(Stored data entries)
+++++

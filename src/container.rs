//! The `.hz` container: the code table, followed by the packed payload.
//!
//! ```text
//! +--------------------+
//! | entry_count (2)    |  u16 little-endian, number of distinct symbols
//! +--------------------+
//! | entries            |  per entry:
//! |   symbol (1)       |    the byte value
//! |   code_len (1)     |    code length in bits, 1..=255
//! |   code (variable)  |    ceil(code_len / 8) bytes, MSB-first, zero-padded
//! +--------------------+
//! | payload_bits (8)   |  u64 little-endian (sized layout only)
//! +--------------------+
//! | payload            |  encoded message, MSB-first, zero-padded
//! +--------------------+
//! ```
//!
//! The legacy layout omits `payload_bits`. Without it the decoder can't tell
//! padding from data in the final payload byte, so a padding run that happens
//! to spell a complete code decodes to an extra trailing symbol.
//!
//! Older tools gave the only symbol of a single-symbol input an empty code,
//! leaving an empty payload. Such files are rejected in either layout: a
//! zero-length code can't say how many times the symbol occurred.

use std::io::{self, prelude::*, Cursor};

use tracing::debug;

use crate::{
    bits::{self, BitUnpacker, PackedBits},
    code_table::{Code, CodeTable},
    errors::malformed,
    Error, Result,
};

/// Most distinct symbols a byte-oriented table can hold.
const MAX_ENTRIES: usize = 256;

/// Whether the container records the exact payload bit length.
#[derive(Debug, Clone, Copy, Default, PartialEq, Eq)]
pub enum Layout {
    /// Header ends with the payload bit length.
    #[default]
    Sized,

    /// Header ends right after the table. Matches files written by older
    /// tools, at the cost of ambiguous trailing padding.
    Legacy,
}

/// A decoded (or ready to encode) container.
#[derive(Debug, Clone, PartialEq, Eq)]
pub struct Container {
    table: CodeTable,
    payload: Vec<u8>,
    payload_bits: usize,
    layout: Layout,
}

impl Container {
    pub fn new(table: CodeTable, payload: PackedBits) -> Self {
        Self {
            table,
            payload_bits: payload.bit_len(),
            payload: payload.into_bytes(),
            layout: Layout::Sized,
        }
    }

    pub fn table(&self) -> &CodeTable {
        &self.table
    }

    pub fn payload(&self) -> &[u8] {
        &self.payload
    }

    /// Number of meaningful payload bits. For a legacy container this counts
    /// the padding too.
    pub fn payload_bits(&self) -> usize {
        self.payload_bits
    }

    /// Layout this container was decoded from. Always [`Layout::Sized`] for
    /// one built with [`Container::new`]; [`Container::encode`] takes the
    /// layout to write separately.
    pub fn layout(&self) -> Layout {
        self.layout
    }

    /// The meaningful payload bits, in order.
    pub fn bits(&self) -> BitUnpacker<'_> {
        // `new`/`decode` keep payload_bits within the payload.
        BitUnpacker::new(&self.payload, self.payload_bits)
            .unwrap_or_else(|| unreachable!("payload_bits exceeds payload"))
    }

    pub fn encode(&self, layout: Layout) -> Result<Vec<u8>> {
        let entry_count = u16::try_from(self.table.len())
            .map_err(|_| Error::InternalInvariantViolation("code table too large"))?;

        let mut out = Vec::with_capacity(2 + self.table.len() * 4 + 8 + self.payload.len());
        out.extend_from_slice(&entry_count.to_le_bytes());

        for (byte, code) in self.table.iter() {
            let code_len = u8::try_from(code.len())
                .map_err(|_| Error::InternalInvariantViolation("code longer than 255 bits"))?;

            out.push(byte);
            out.push(code_len);
            out.extend_from_slice(bits::pack(code.iter().by_vals()).bytes());
        }

        if layout == Layout::Sized {
            out.extend_from_slice(&(self.payload_bits as u64).to_le_bytes());
        }
        out.extend_from_slice(&self.payload);

        Ok(out)
    }

    pub fn decode(bytes: &[u8], layout: Layout) -> Result<Self> {
        let mut input = Cursor::new(bytes);

        let entry_count = read_u16_le(&mut input, "entry count")? as usize;
        if entry_count > MAX_ENTRIES {
            return malformed(format!(
                "entry count {entry_count} exceeds the {MAX_ENTRIES} possible byte values"
            ));
        }

        let mut entries = Vec::with_capacity(entry_count);
        for index in 0..entry_count {
            let [symbol, code_len] = read_array(&mut input, "table entry")?;
            if code_len == 0 {
                return malformed(format!("entry {index} (symbol {symbol:#04x}) has an empty code"));
            }

            let mut packed = vec![0; bits::byte_len(code_len as usize)];
            if input.read_exact(&mut packed).is_err() {
                return malformed(format!(
                    "entry {index} declares a {code_len}-bit code but the container ends first"
                ));
            }

            let mut code = Code::from_vec(packed);
            code.truncate(code_len as usize);
            entries.push((symbol, code));
        }

        let table = CodeTable::try_from_entries(entries)
            .map_err(|conflict| Error::MalformedContainer(conflict.to_string()))?;
        if !table.is_prefix_free() {
            return malformed("code table is not prefix-free");
        }

        let declared_bits = match layout {
            Layout::Sized => Some(read_u64_le(&mut input, "payload bit length")?),
            Layout::Legacy => None,
        };

        let payload = bytes[input.position() as usize..].to_vec();
        let payload_bits = match declared_bits {
            Some(declared) => {
                let expected_bytes = usize::try_from(declared)
                    .ok()
                    .map(bits::byte_len)
                    .filter(|&n| n == payload.len());
                if expected_bytes.is_none() {
                    return malformed(format!(
                        "header declares {declared} payload bits but {} payload bytes follow",
                        payload.len()
                    ));
                }
                declared as usize
            }
            None => payload.len() * 8,
        };

        if table.is_empty() && payload_bits != 0 {
            return malformed("payload present without a code table");
        }

        debug!(
            entries = table.len(),
            payload_bits,
            ?layout,
            "parsed container header"
        );

        Ok(Self {
            table,
            payload,
            payload_bits,
            layout,
        })
    }
}

fn read_array<const N: usize>(input: &mut impl Read, what: &str) -> Result<[u8; N]> {
    let mut buf = [0; N];
    match input.read_exact(&mut buf) {
        Ok(()) => Ok(buf),
        Err(e) if e.kind() == io::ErrorKind::UnexpectedEof => {
            malformed(format!("container ends inside the {what}"))
        }
        Err(e) => Err(Error::Read(e)),
    }
}

fn read_u16_le(input: &mut impl Read, what: &str) -> Result<u16> {
    read_array(input, what).map(u16::from_le_bytes)
}

fn read_u64_le(input: &mut impl Read, what: &str) -> Result<u64> {
    read_array(input, what).map(u64::from_le_bytes)
}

+++++

### Directions
Across the records above, how many lines contain the word "distinct"? Give the number by itself.

### Answer to this problem
2